Адвокат взвесил сосуд в руке, будто обдумывая, не избавиться ли от него, но потом решительно покачал головой:

– Ни в коем случае, Нелл. Видишь ли, это единственный предмет, который связывает нас здесь и сейчас с теми событиями, что вы с Ирен наблюдали прежде, – с парижскими убийствами, ставшими продолжением лондонской резни прошлой осенью.

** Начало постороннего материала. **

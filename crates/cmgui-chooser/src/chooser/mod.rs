//! The chooser: one current item out of a named set, with change notification.
//!
//! Key invariant: after every operation that runs an update check, the last
//! notified identity equals the current identity, whether or not a listener
//! is registered. A listener attached later therefore never fires for an
//! older transition.
//!
//! Programmatic selection ([`Chooser::set_current`], [`Chooser::rebuild`])
//! treats the requested identity as already delivered, so only a fallback to
//! a different identity notifies. Interactive selection ([`Chooser::pick`],
//! [`Chooser::activate`]) always notifies, even when re-picking the current
//! entry.

mod types;

pub use types::{Listener, SelectionOutcome};

use std::fmt::{self, Debug};

use tracing::{debug, info, warn};

use crate::config::MenuConfig;
use crate::errors::ChooserError;
use crate::items::{self, ChooserItem};
use crate::layout::{EntryPath, MenuLayout};
use crate::surface::materialize::materialize;
use crate::surface::{DetachedSurface, MenuSurface};

pub struct Chooser<I, S = DetachedSurface>
where
    S: MenuSurface<I>,
{
    items: Vec<ChooserItem<I>>,
    layout: MenuLayout<I>,
    current: Option<I>,
    last_notified: Option<I>,
    force_next_update: bool,
    listener: Option<Listener<I>>,
    notification_count: u64,
    config: MenuConfig,
    surface: S,
    root: S::Handle,
}

impl<I> Chooser<I, DetachedSurface>
where
    I: Clone + PartialEq + Debug,
{
    /// Chooser with no visual surface and the default menu config.
    pub fn detached(items: Vec<ChooserItem<I>>, initial: Option<I>) -> Self {
        let config = MenuConfig::default();
        let layout = MenuLayout::build(&items, initial.as_ref(), &config);
        Self::assemble(items, layout, config, DetachedSurface, ())
    }
}

impl<I, S> Chooser<I, S>
where
    I: Clone + PartialEq + Debug,
    S: MenuSurface<I>,
{
    /// Build a chooser and its menu on `surface`.
    ///
    /// `initial` is preselected when present; otherwise the first item (or
    /// nothing, for an empty list) is adopted silently. Construction never
    /// notifies.
    ///
    /// # Errors
    ///
    /// Returns `ChooserError::SurfaceFailed` if the surface cannot build the
    /// menu. Nothing is left on the surface in that case.
    pub fn new(
        items: Vec<ChooserItem<I>>,
        initial: Option<I>,
        config: MenuConfig,
        mut surface: S,
    ) -> Result<Self, ChooserError> {
        let layout = MenuLayout::build(&items, initial.as_ref(), &config);
        let root = materialize(&mut surface, &layout)?;
        Ok(Self::assemble(items, layout, config, surface, root))
    }

    /// Like [`Chooser::new`], from parallel identity and label sequences.
    ///
    /// # Errors
    ///
    /// Returns `ChooserError::InvalidArgument` if the sequences differ in
    /// length, or `ChooserError::SurfaceFailed` as for [`Chooser::new`].
    pub fn from_parts(
        identities: Vec<I>,
        labels: Vec<String>,
        initial: Option<I>,
        config: MenuConfig,
        surface: S,
    ) -> Result<Self, ChooserError> {
        let items = items::items_from_parts(identities, labels)?;
        Self::new(items, initial, config, surface)
    }

    fn assemble(
        items: Vec<ChooserItem<I>>,
        layout: MenuLayout<I>,
        config: MenuConfig,
        surface: S,
        root: S::Handle,
    ) -> Self {
        let current = layout
            .selected_index()
            .map(|index| items[index].identity.clone());

        let mut chooser = Self {
            items,
            layout,
            last_notified: current.clone(),
            current,
            force_next_update: false,
            listener: None,
            notification_count: 0,
            config,
            surface,
            root,
        };
        chooser.show_selection(chooser.layout.selected_index());

        debug!(
            event = "core.chooser.created",
            item_count = chooser.items.len(),
            group_count = chooser.layout.group_count(),
            current = ?chooser.current
        );
        chooser
    }

    /// Replace every item and the selection.
    ///
    /// The new menu is built completely before anything is swapped in. An
    /// honored `identity` does not notify; a fallback to another identity
    /// does.
    ///
    /// # Errors
    ///
    /// Returns `ChooserError::SurfaceFailed` if the new menu cannot be built.
    /// The chooser and its previous menu are then left untouched and nothing
    /// is notified.
    pub fn rebuild(
        &mut self,
        new_items: Vec<ChooserItem<I>>,
        identity: Option<I>,
    ) -> Result<SelectionOutcome<I>, ChooserError> {
        debug!(
            event = "core.chooser.rebuild_started",
            item_count = new_items.len(),
            requested = ?identity
        );

        let layout = MenuLayout::build(&new_items, identity.as_ref(), &self.config);
        let root = match materialize(&mut self.surface, &layout) {
            Ok(root) => root,
            Err(e) => {
                warn!(event = "core.chooser.rebuild_failed", error = %e);
                return Err(e);
            }
        };

        let old_root = std::mem::replace(&mut self.root, root);
        self.surface.destroy(old_root);
        self.items = new_items;
        self.layout = layout;

        self.last_notified = identity.clone();
        self.current = self
            .layout
            .selected_index()
            .map(|index| self.items[index].identity.clone());
        let outcome = if self.current == identity {
            SelectionOutcome::Honored
        } else {
            SelectionOutcome::Coerced {
                requested: identity,
            }
        };

        self.show_selection(self.layout.selected_index());
        let notified = self.update();

        info!(
            event = "core.chooser.rebuild_completed",
            item_count = self.items.len(),
            group_count = self.layout.group_count(),
            coerced = outcome.is_coerced(),
            notified = notified
        );
        Ok(outcome)
    }

    /// Register the listener, replacing any previous one. Never notifies.
    pub fn set_listener<F>(&mut self, listener: F)
    where
        F: FnMut(Option<&I>) + 'static,
    {
        self.listener = Some(Box::new(listener));
    }

    pub fn clear_listener(&mut self) {
        self.listener = None;
    }

    pub fn has_listener(&self) -> bool {
        self.listener.is_some()
    }

    /// The current identity, `None` only when there is nothing to choose.
    pub fn current(&self) -> Option<&I> {
        self.current.as_ref()
    }

    /// Make `identity` current.
    ///
    /// If `identity` is not on the menu the first entry is selected instead,
    /// just as a menu shows its first entry when asked for something it does
    /// not hold. Only such a fallback notifies.
    pub fn set_current(&mut self, identity: I) -> SelectionOutcome<I> {
        self.last_notified = Some(identity.clone());
        self.current = Some(identity.clone());

        let (index, outcome) = match items::rposition(&self.items, &identity) {
            Some(index) => (Some(index), SelectionOutcome::Honored),
            None => {
                self.current = self.items.first().map(|item| item.identity.clone());
                debug!(
                    event = "core.chooser.selection_coerced",
                    requested = ?identity,
                    current = ?self.current
                );
                (
                    (!self.items.is_empty()).then_some(0),
                    SelectionOutcome::Coerced {
                        requested: Some(identity),
                    },
                )
            }
        };

        self.show_selection(index);
        self.update();
        outcome
    }

    /// Interactive pick of `identity`; always notifies.
    ///
    /// # Errors
    ///
    /// Returns `ChooserError::UnknownEntry` if no item carries `identity`.
    pub fn pick(&mut self, identity: &I) -> Result<(), ChooserError> {
        let index =
            items::rposition(&self.items, identity).ok_or_else(|| ChooserError::UnknownEntry {
                entry: format!("{identity:?}"),
            })?;
        self.pick_index(index);
        Ok(())
    }

    /// Interactive pick of the entry at `path`; always notifies.
    ///
    /// This is what a host event loop calls when the user activates an entry.
    ///
    /// # Errors
    ///
    /// Returns `ChooserError::UnknownEntry` if `path` does not name an entry.
    pub fn activate(&mut self, path: &EntryPath) -> Result<(), ChooserError> {
        let index = self
            .layout
            .resolve(path)
            .ok_or_else(|| ChooserError::UnknownEntry {
                entry: format!("path {path}"),
            })?;
        self.pick_index(index);
        Ok(())
    }

    fn pick_index(&mut self, index: usize) {
        self.current = Some(self.items[index].identity.clone());
        self.force_next_update = true;
        debug!(event = "core.chooser.entry_picked", current = ?self.current);
        self.show_selection(Some(index));
        self.update();
    }

    /// Notify the listener if the selection changed or an update is forced.
    fn update(&mut self) -> bool {
        if !self.force_next_update && self.current == self.last_notified {
            return false;
        }

        // State settles before the listener runs
        self.last_notified = self.current.clone();
        self.force_next_update = false;
        self.notification_count += 1;

        debug!(
            event = "core.chooser.selection_notified",
            current = ?self.current,
            has_listener = self.listener.is_some()
        );
        if let Some(listener) = self.listener.as_mut() {
            listener(self.current.as_ref());
        }
        true
    }

    fn show_selection(&mut self, index: Option<usize>) {
        let path = index.and_then(|index| self.layout.entry_path(index));
        let label = index.map(|index| self.items[index].label.as_str());
        self.surface.show_selection(&self.root, path, label);
    }

    pub fn items(&self) -> &[ChooserItem<I>] {
        &self.items
    }

    pub fn layout(&self) -> &MenuLayout<I> {
        &self.layout
    }

    pub fn config(&self) -> &MenuConfig {
        &self.config
    }

    pub fn surface(&self) -> &S {
        &self.surface
    }

    /// Root of the menu currently built on the surface.
    pub fn root(&self) -> &S::Handle {
        &self.root
    }

    /// Number of update checks that fired, with or without a listener.
    pub fn notification_count(&self) -> u64 {
        self.notification_count
    }

    /// Tear down the menu and hand the surface back to its owner.
    pub fn destroy(mut self) -> S {
        self.surface.destroy(self.root);
        debug!(event = "core.chooser.destroyed", item_count = self.items.len());
        self.surface
    }
}

impl<I, S> Debug for Chooser<I, S>
where
    I: Debug,
    S: MenuSurface<I> + Debug,
{
    fn fmt(&self, f: &mut fmt::Formatter<'_>) -> fmt::Result {
        f.debug_struct("Chooser")
            .field("items", &self.items)
            .field("current", &self.current)
            .field("last_notified", &self.last_notified)
            .field("force_next_update", &self.force_next_update)
            .field("has_listener", &self.listener.is_some())
            .field("surface", &self.surface)
            .field("root", &self.root)
            .finish_non_exhaustive()
    }
}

Я уставилась на сосуд с нарастающим ужасом: не перед бутылкой, и даже не перед ее отвратительным владельцем, но перед собственной недогадливостью. Как я позволила собственной неприязни к алкоголю затмить тот факт, что бутыль как две капли похожа на сосуды, осколки которых хрустели у нас под ногами в подземельях Парижа?

Поспешив к Годфри, я выхватила у него бутылку и поднесла ее к канделябру. Мне пришла в голову запоздалая мысль, что Медведю пришлось ковылять вниз в кромешной темноте. Может быть, он сломал шею? Впрочем, пьяницы всегда падают без последствий.

Поднеся бутыль к самым глазам, я увидела, как в ночном кошмаре, кусочки воска, приставшего к горлышку, – того самого воска, крошки которого собирал в подвалах и катакомбах Парижа сам Шерлок Холмс.